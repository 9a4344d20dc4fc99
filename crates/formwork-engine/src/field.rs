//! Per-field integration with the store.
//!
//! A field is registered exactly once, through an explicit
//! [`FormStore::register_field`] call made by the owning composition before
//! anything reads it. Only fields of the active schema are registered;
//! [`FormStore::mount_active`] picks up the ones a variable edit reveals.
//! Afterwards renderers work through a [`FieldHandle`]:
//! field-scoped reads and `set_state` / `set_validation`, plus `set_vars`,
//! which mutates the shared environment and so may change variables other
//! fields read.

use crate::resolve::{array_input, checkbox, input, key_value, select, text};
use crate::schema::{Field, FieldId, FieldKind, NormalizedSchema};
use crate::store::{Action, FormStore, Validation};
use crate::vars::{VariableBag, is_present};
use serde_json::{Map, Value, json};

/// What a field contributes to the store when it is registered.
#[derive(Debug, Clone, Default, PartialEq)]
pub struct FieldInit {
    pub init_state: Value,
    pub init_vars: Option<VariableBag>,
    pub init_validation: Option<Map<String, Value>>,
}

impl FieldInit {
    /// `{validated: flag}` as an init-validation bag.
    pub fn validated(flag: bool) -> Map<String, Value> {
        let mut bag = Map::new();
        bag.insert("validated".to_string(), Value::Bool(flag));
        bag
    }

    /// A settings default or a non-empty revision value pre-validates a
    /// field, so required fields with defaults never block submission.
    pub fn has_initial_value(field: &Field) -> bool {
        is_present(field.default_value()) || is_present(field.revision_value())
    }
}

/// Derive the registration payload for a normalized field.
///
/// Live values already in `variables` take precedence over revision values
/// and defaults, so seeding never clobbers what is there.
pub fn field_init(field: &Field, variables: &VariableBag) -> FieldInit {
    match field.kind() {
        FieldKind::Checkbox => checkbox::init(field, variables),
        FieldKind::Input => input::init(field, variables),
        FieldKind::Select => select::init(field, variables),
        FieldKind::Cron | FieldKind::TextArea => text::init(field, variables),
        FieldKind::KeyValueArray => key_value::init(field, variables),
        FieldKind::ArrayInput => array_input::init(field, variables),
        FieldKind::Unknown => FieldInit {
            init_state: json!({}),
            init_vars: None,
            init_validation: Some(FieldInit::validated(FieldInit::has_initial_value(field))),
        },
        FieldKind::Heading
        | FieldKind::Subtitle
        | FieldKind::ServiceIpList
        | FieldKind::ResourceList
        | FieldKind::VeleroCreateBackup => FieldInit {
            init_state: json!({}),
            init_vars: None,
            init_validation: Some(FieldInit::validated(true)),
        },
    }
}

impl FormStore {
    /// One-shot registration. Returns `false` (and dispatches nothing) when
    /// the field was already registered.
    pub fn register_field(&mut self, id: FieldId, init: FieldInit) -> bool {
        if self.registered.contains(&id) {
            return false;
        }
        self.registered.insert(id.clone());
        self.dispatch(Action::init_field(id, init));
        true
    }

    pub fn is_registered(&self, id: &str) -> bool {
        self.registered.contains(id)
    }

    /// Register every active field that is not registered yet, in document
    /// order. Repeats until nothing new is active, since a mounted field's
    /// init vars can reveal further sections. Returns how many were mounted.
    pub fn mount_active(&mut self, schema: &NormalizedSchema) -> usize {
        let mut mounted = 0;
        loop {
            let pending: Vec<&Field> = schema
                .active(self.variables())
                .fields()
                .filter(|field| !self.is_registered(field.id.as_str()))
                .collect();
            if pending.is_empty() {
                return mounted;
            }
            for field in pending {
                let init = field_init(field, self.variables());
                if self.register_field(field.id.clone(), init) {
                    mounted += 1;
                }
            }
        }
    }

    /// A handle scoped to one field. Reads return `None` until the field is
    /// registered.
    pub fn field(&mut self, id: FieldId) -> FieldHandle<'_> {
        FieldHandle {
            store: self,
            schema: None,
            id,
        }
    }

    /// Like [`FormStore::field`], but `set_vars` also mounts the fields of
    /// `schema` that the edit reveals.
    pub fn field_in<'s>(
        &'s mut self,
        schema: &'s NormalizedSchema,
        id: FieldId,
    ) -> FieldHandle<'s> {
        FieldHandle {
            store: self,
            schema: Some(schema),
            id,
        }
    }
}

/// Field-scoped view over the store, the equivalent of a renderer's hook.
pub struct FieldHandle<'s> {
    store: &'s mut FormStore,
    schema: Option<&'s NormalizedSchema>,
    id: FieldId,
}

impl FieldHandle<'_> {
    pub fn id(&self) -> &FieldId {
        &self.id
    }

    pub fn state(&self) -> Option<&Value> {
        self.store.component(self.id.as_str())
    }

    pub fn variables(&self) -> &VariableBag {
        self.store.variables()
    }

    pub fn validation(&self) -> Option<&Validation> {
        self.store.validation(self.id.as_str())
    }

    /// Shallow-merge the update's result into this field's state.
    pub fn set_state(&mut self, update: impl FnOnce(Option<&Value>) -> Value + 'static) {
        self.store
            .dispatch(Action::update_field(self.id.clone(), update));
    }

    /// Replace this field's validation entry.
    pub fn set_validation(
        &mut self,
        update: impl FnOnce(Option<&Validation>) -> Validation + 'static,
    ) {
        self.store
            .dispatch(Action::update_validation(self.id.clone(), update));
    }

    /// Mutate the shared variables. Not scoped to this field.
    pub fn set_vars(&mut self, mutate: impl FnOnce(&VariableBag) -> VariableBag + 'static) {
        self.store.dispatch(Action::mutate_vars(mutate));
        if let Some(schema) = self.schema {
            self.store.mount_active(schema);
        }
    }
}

..............................

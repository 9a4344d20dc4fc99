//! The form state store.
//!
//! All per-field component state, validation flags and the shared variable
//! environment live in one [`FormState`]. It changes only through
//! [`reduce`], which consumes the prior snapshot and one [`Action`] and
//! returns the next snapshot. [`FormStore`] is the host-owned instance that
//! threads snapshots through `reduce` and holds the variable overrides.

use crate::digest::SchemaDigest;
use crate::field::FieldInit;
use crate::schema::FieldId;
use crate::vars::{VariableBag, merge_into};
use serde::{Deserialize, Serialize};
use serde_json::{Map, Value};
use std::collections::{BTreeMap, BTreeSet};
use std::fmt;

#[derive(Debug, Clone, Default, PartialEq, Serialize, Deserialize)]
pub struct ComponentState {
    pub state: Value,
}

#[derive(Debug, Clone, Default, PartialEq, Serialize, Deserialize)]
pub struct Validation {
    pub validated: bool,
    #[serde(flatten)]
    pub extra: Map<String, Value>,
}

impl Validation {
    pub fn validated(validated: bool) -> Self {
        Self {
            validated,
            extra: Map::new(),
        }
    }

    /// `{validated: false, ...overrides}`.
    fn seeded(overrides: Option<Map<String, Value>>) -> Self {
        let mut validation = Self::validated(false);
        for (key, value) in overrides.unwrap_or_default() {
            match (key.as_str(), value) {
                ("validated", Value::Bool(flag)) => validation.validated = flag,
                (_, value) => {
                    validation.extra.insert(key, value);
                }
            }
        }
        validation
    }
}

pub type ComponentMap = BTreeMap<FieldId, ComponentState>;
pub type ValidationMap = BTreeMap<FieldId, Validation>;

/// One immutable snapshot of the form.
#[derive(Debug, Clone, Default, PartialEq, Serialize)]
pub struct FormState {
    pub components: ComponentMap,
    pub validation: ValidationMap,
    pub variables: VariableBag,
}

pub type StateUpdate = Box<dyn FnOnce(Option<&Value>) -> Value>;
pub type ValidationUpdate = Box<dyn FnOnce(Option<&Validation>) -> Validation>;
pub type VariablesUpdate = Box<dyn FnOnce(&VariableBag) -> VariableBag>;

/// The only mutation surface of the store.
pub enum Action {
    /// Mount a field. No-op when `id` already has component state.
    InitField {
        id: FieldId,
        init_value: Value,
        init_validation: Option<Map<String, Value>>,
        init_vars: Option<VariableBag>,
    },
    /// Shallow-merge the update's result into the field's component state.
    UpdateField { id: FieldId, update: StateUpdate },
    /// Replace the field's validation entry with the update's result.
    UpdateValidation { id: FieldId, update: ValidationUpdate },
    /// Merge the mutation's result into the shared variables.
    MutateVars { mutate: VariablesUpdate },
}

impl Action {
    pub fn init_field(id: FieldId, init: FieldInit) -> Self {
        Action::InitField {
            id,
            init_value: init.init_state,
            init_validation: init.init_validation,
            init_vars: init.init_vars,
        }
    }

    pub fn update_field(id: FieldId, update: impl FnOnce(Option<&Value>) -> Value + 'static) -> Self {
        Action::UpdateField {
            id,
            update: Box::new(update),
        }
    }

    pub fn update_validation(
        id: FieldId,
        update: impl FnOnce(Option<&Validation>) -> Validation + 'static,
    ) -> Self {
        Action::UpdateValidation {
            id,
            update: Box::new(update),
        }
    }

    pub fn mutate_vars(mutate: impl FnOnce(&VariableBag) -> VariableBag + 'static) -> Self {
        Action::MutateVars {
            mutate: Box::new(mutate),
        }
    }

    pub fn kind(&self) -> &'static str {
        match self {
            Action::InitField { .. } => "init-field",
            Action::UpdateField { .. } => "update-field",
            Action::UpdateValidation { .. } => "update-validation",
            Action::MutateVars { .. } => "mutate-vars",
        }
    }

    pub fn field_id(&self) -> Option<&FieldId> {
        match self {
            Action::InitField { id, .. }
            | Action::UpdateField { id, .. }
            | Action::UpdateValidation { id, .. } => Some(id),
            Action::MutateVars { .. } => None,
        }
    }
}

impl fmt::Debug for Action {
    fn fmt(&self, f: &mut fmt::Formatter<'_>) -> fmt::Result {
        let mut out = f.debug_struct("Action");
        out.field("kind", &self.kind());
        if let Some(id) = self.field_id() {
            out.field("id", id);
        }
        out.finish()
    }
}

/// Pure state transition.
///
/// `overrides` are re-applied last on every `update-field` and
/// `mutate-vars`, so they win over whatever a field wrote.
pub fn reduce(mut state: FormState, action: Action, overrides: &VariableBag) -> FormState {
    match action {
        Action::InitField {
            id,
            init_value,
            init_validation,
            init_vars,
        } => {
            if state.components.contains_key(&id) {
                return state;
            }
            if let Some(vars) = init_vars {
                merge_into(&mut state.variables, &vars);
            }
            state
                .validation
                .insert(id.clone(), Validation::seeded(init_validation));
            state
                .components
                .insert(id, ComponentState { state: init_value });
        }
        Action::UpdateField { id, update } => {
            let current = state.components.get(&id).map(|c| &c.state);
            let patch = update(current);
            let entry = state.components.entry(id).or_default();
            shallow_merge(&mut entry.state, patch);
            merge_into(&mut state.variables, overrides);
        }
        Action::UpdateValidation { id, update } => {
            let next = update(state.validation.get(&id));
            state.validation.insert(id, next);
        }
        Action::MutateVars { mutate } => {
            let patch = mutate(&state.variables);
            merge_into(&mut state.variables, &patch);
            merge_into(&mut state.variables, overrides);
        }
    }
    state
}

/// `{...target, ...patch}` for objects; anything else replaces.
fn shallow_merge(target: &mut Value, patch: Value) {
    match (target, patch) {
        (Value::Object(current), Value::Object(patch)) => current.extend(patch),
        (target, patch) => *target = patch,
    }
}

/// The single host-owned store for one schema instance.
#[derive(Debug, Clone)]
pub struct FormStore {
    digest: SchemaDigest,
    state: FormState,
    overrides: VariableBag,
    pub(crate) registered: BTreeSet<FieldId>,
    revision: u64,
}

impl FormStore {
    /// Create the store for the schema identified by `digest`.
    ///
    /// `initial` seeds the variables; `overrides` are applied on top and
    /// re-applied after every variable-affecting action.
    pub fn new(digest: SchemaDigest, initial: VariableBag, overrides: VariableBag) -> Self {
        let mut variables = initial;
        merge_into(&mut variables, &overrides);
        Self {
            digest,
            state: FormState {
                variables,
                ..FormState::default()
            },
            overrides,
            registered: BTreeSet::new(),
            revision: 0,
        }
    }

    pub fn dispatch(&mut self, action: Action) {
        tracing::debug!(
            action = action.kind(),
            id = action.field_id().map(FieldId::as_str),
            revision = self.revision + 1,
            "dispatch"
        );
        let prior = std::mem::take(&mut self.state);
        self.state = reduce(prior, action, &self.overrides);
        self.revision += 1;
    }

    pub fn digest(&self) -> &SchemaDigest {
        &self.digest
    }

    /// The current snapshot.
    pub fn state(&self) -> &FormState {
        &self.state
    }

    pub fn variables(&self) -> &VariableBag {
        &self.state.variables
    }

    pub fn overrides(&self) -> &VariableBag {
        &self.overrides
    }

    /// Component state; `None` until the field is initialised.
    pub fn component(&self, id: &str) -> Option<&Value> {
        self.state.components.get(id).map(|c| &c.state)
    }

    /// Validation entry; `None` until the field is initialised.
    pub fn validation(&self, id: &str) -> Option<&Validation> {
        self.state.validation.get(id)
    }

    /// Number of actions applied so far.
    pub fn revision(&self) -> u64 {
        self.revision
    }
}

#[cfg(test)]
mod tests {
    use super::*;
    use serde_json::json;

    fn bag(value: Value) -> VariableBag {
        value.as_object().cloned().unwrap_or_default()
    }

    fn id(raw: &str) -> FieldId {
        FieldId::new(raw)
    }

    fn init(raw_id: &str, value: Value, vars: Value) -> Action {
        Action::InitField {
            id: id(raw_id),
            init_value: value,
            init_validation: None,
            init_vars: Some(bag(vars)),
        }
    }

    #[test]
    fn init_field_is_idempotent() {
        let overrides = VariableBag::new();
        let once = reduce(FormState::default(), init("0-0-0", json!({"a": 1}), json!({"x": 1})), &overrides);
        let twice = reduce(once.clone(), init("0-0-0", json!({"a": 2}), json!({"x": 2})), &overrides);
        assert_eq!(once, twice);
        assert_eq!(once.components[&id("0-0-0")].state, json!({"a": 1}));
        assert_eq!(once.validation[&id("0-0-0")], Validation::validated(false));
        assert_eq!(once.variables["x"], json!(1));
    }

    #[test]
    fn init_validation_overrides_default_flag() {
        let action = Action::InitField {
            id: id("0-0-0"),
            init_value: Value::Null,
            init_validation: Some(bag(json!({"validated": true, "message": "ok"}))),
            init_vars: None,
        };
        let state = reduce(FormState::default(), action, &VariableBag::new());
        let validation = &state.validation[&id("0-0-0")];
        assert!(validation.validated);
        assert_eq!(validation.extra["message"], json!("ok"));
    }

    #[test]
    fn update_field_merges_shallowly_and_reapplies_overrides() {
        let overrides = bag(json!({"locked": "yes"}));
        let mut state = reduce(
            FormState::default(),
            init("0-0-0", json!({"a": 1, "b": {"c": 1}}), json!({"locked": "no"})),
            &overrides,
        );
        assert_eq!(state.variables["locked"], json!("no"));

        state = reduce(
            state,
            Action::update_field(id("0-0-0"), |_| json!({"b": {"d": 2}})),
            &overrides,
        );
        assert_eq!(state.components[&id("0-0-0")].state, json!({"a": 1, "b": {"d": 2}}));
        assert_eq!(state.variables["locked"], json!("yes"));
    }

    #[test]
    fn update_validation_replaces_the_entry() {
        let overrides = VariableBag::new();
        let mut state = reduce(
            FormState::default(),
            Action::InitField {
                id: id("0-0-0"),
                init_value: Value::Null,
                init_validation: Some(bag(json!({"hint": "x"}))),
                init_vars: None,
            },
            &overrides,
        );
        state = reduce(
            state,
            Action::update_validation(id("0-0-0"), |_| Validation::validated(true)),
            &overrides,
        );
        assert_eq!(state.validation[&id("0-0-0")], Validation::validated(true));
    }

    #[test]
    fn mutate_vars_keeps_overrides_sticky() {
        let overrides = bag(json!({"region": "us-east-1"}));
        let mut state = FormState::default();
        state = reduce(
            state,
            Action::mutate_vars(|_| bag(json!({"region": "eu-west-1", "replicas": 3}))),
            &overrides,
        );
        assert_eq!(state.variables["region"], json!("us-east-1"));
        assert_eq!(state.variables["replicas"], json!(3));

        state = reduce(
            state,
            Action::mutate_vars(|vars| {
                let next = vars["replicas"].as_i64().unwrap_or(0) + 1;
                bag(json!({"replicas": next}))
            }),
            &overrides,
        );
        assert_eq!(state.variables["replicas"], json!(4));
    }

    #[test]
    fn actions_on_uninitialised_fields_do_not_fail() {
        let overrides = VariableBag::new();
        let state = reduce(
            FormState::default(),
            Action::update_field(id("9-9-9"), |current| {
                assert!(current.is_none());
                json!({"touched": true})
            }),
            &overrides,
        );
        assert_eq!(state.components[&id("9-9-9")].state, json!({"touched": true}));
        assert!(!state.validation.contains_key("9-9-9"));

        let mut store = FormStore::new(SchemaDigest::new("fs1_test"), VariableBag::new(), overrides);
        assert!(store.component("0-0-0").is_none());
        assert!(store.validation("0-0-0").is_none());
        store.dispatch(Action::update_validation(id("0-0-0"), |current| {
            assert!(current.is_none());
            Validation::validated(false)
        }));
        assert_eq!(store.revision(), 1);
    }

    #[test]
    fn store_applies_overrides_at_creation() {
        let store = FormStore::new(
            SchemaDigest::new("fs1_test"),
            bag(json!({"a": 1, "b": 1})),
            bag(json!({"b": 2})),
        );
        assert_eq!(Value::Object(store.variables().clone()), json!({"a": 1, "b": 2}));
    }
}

..............................

Write out each line of the data that holds the string "NormalizedSchema".

* ANSWER TO THE EXERCISE:
use crate::schema::{Field, FieldId, FieldKind, NormalizedSchema};
    pub fn mount_active(&mut self, schema: &NormalizedSchema) -> usize {
        schema: &'s NormalizedSchema,
    schema: Option<&'s NormalizedSchema>,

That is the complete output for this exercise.